- [Listed entries]
┄┄┄┄┄┄┄┄┄┄┄┄┄┄┄┄┄┄┄┄

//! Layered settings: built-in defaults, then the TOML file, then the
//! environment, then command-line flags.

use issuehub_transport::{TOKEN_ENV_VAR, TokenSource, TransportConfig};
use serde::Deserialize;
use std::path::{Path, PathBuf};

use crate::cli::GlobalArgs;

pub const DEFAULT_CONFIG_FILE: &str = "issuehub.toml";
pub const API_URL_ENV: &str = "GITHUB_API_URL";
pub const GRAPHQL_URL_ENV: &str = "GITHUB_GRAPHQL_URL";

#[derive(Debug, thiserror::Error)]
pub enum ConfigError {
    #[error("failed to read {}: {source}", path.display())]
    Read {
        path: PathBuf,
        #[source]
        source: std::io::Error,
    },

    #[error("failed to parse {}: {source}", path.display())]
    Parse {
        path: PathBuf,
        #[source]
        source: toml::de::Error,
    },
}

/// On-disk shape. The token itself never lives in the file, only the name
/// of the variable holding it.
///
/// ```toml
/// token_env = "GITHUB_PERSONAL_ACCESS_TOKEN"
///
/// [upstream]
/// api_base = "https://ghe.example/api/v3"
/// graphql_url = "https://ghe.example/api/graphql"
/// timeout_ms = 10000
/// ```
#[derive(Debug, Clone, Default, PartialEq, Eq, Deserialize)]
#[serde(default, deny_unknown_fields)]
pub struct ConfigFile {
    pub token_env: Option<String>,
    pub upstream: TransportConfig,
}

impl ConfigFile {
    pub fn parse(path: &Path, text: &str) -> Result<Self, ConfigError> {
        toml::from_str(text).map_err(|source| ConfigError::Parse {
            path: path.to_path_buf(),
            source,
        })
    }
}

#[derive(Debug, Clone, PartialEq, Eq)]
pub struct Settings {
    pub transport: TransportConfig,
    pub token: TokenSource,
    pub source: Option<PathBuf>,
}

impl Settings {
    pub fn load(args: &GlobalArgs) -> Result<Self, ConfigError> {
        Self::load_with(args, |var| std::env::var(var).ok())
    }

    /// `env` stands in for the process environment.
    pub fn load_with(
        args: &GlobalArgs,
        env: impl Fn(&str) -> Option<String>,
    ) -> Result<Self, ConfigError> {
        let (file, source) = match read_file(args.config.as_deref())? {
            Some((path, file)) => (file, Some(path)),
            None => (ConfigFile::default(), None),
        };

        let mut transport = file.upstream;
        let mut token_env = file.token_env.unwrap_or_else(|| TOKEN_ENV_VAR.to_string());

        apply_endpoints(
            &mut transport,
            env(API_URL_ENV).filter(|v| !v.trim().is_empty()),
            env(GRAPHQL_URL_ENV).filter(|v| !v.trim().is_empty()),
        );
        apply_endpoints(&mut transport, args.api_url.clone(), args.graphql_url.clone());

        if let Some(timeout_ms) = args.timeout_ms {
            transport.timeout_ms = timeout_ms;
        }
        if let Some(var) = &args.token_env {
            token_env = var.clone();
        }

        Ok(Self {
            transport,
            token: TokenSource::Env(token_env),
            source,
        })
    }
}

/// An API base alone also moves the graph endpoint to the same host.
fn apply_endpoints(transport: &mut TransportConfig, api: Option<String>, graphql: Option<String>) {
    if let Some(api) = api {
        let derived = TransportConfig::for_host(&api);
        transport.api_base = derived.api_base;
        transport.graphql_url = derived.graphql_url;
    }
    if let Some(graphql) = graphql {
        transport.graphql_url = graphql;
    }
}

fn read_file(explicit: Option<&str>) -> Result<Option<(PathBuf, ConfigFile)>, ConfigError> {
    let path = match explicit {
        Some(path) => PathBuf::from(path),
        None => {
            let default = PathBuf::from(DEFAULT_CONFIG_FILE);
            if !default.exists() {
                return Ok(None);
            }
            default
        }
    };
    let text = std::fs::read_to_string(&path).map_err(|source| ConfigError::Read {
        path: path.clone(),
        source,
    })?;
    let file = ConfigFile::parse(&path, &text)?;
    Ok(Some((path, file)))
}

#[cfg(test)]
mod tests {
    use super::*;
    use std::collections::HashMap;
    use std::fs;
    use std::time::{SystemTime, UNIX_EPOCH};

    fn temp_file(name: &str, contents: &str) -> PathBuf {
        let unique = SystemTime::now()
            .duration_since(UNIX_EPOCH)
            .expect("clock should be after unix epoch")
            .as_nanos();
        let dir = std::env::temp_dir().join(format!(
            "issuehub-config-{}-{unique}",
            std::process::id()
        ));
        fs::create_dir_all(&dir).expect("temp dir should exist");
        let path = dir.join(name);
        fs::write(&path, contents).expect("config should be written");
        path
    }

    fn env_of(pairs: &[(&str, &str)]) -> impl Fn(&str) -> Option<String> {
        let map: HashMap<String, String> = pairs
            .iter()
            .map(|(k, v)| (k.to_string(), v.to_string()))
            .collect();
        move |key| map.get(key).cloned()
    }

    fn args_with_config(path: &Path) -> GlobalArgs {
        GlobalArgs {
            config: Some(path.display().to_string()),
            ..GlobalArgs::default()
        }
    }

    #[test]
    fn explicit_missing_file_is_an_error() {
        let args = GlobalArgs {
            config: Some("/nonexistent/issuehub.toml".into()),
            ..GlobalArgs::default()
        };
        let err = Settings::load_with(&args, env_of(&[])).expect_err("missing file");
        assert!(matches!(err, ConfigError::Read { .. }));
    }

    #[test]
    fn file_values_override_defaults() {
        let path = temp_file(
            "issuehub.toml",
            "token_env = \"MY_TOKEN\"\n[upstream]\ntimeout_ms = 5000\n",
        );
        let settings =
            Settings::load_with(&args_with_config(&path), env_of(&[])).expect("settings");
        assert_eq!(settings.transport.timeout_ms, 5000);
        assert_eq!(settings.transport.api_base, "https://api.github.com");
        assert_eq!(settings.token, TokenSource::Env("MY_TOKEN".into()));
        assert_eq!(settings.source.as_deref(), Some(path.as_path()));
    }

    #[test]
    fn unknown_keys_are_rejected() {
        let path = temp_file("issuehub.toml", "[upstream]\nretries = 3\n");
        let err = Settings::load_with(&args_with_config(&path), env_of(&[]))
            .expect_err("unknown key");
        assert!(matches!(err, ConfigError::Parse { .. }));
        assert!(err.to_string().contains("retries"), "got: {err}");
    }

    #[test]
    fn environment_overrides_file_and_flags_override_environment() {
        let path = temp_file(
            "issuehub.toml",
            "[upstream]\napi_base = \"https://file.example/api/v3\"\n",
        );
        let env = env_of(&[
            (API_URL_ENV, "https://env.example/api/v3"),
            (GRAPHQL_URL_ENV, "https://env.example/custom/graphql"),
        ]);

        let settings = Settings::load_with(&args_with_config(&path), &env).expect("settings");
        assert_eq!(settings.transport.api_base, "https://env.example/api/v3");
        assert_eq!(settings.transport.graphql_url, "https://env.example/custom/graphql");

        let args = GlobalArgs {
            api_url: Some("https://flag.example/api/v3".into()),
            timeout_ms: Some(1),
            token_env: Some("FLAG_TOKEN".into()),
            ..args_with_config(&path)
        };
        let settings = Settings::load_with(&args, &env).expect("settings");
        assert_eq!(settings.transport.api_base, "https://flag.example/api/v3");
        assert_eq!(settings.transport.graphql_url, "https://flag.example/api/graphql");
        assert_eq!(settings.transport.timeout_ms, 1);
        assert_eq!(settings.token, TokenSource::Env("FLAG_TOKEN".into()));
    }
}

┄┄┄┄┄┄┄┄┄┄┄┄┄┄┄┄┄┄┄┄

- [Task statement]
Line by line, return the whole listing without a single difference.

- [Exercise result]
//! Layered settings: built-in defaults, then the TOML file, then the
//! environment, then command-line flags.

use issuehub_transport::{TOKEN_ENV_VAR, TokenSource, TransportConfig};
use serde::Deserialize;
use std::path::{Path, PathBuf};

use crate::cli::GlobalArgs;

pub const DEFAULT_CONFIG_FILE: &str = "issuehub.toml";
pub const API_URL_ENV: &str = "GITHUB_API_URL";
pub const GRAPHQL_URL_ENV: &str = "GITHUB_GRAPHQL_URL";

#[derive(Debug, thiserror::Error)]
pub enum ConfigError {
    #[error("failed to read {}: {source}", path.display())]
    Read {
        path: PathBuf,
        #[source]
        source: std::io::Error,
    },

    #[error("failed to parse {}: {source}", path.display())]
    Parse {
        path: PathBuf,
        #[source]
        source: toml::de::Error,
    },
}

/// On-disk shape. The token itself never lives in the file, only the name
/// of the variable holding it.
///
/// ```toml
/// token_env = "GITHUB_PERSONAL_ACCESS_TOKEN"
///
/// [upstream]
/// api_base = "https://ghe.example/api/v3"
/// graphql_url = "https://ghe.example/api/graphql"
/// timeout_ms = 10000
/// ```
#[derive(Debug, Clone, Default, PartialEq, Eq, Deserialize)]
#[serde(default, deny_unknown_fields)]
pub struct ConfigFile {
    pub token_env: Option<String>,
    pub upstream: TransportConfig,
}

impl ConfigFile {
    pub fn parse(path: &Path, text: &str) -> Result<Self, ConfigError> {
        toml::from_str(text).map_err(|source| ConfigError::Parse {
            path: path.to_path_buf(),
            source,
        })
    }
}

#[derive(Debug, Clone, PartialEq, Eq)]
pub struct Settings {
    pub transport: TransportConfig,
    pub token: TokenSource,
    pub source: Option<PathBuf>,
}

impl Settings {
    pub fn load(args: &GlobalArgs) -> Result<Self, ConfigError> {
        Self::load_with(args, |var| std::env::var(var).ok())
    }

    /// `env` stands in for the process environment.
    pub fn load_with(
        args: &GlobalArgs,
        env: impl Fn(&str) -> Option<String>,
    ) -> Result<Self, ConfigError> {
        let (file, source) = match read_file(args.config.as_deref())? {
            Some((path, file)) => (file, Some(path)),
            None => (ConfigFile::default(), None),
        };

        let mut transport = file.upstream;
        let mut token_env = file.token_env.unwrap_or_else(|| TOKEN_ENV_VAR.to_string());

        apply_endpoints(
            &mut transport,
            env(API_URL_ENV).filter(|v| !v.trim().is_empty()),
            env(GRAPHQL_URL_ENV).filter(|v| !v.trim().is_empty()),
        );
        apply_endpoints(&mut transport, args.api_url.clone(), args.graphql_url.clone());

        if let Some(timeout_ms) = args.timeout_ms {
            transport.timeout_ms = timeout_ms;
        }
        if let Some(var) = &args.token_env {
            token_env = var.clone();
        }

        Ok(Self {
            transport,
            token: TokenSource::Env(token_env),
            source,
        })
    }
}

/// An API base alone also moves the graph endpoint to the same host.
fn apply_endpoints(transport: &mut TransportConfig, api: Option<String>, graphql: Option<String>) {
    if let Some(api) = api {
        let derived = TransportConfig::for_host(&api);
        transport.api_base = derived.api_base;
        transport.graphql_url = derived.graphql_url;
    }
    if let Some(graphql) = graphql {
        transport.graphql_url = graphql;
    }
}

fn read_file(explicit: Option<&str>) -> Result<Option<(PathBuf, ConfigFile)>, ConfigError> {
    let path = match explicit {
        Some(path) => PathBuf::from(path),
        None => {
            let default = PathBuf::from(DEFAULT_CONFIG_FILE);
            if !default.exists() {
                return Ok(None);
            }
            default
        }
    };
    let text = std::fs::read_to_string(&path).map_err(|source| ConfigError::Read {
        path: path.clone(),
        source,
    })?;
    let file = ConfigFile::parse(&path, &text)?;
    Ok(Some((path, file)))
}

#[cfg(test)]
mod tests {
    use super::*;
    use std::collections::HashMap;
    use std::fs;
    use std::time::{SystemTime, UNIX_EPOCH};

    fn temp_file(name: &str, contents: &str) -> PathBuf {
        let unique = SystemTime::now()
            .duration_since(UNIX_EPOCH)
            .expect("clock should be after unix epoch")
            .as_nanos();
        let dir = std::env::temp_dir().join(format!(
            "issuehub-config-{}-{unique}",
            std::process::id()
        ));
        fs::create_dir_all(&dir).expect("temp dir should exist");
        let path = dir.join(name);
        fs::write(&path, contents).expect("config should be written");
        path
    }

    fn env_of(pairs: &[(&str, &str)]) -> impl Fn(&str) -> Option<String> {
        let map: HashMap<String, String> = pairs
            .iter()
            .map(|(k, v)| (k.to_string(), v.to_string()))
            .collect();
        move |key| map.get(key).cloned()
    }

    fn args_with_config(path: &Path) -> GlobalArgs {
        GlobalArgs {
            config: Some(path.display().to_string()),
            ..GlobalArgs::default()
        }
    }

    #[test]
    fn explicit_missing_file_is_an_error() {
        let args = GlobalArgs {
            config: Some("/nonexistent/issuehub.toml".into()),
            ..GlobalArgs::default()
        };
        let err = Settings::load_with(&args, env_of(&[])).expect_err("missing file");
        assert!(matches!(err, ConfigError::Read { .. }));
    }

    #[test]
    fn file_values_override_defaults() {
        let path = temp_file(
            "issuehub.toml",
            "token_env = \"MY_TOKEN\"\n[upstream]\ntimeout_ms = 5000\n",
        );
        let settings =
            Settings::load_with(&args_with_config(&path), env_of(&[])).expect("settings");
        assert_eq!(settings.transport.timeout_ms, 5000);
        assert_eq!(settings.transport.api_base, "https://api.github.com");
        assert_eq!(settings.token, TokenSource::Env("MY_TOKEN".into()));
        assert_eq!(settings.source.as_deref(), Some(path.as_path()));
    }

    #[test]
    fn unknown_keys_are_rejected() {
        let path = temp_file("issuehub.toml", "[upstream]\nretries = 3\n");
        let err = Settings::load_with(&args_with_config(&path), env_of(&[]))
            .expect_err("unknown key");
        assert!(matches!(err, ConfigError::Parse { .. }));
        assert!(err.to_string().contains("retries"), "got: {err}");
    }

    #[test]
    fn environment_overrides_file_and_flags_override_environment() {
        let path = temp_file(
            "issuehub.toml",
            "[upstream]\napi_base = \"https://file.example/api/v3\"\n",
        );
        let env = env_of(&[
            (API_URL_ENV, "https://env.example/api/v3"),
            (GRAPHQL_URL_ENV, "https://env.example/custom/graphql"),
        ]);

        let settings = Settings::load_with(&args_with_config(&path), &env).expect("settings");
        assert_eq!(settings.transport.api_base, "https://env.example/api/v3");
        assert_eq!(settings.transport.graphql_url, "https://env.example/custom/graphql");

        let args = GlobalArgs {
            api_url: Some("https://flag.example/api/v3".into()),
            timeout_ms: Some(1),
            token_env: Some("FLAG_TOKEN".into()),
            ..args_with_config(&path)
        };
        let settings = Settings::load_with(&args, &env).expect("settings");
        assert_eq!(settings.transport.api_base, "https://flag.example/api/v3");
        assert_eq!(settings.transport.graphql_url, "https://flag.example/api/graphql");
        assert_eq!(settings.transport.timeout_ms, 1);
        assert_eq!(settings.token, TokenSource::Env("FLAG_TOKEN".into()));
    }
}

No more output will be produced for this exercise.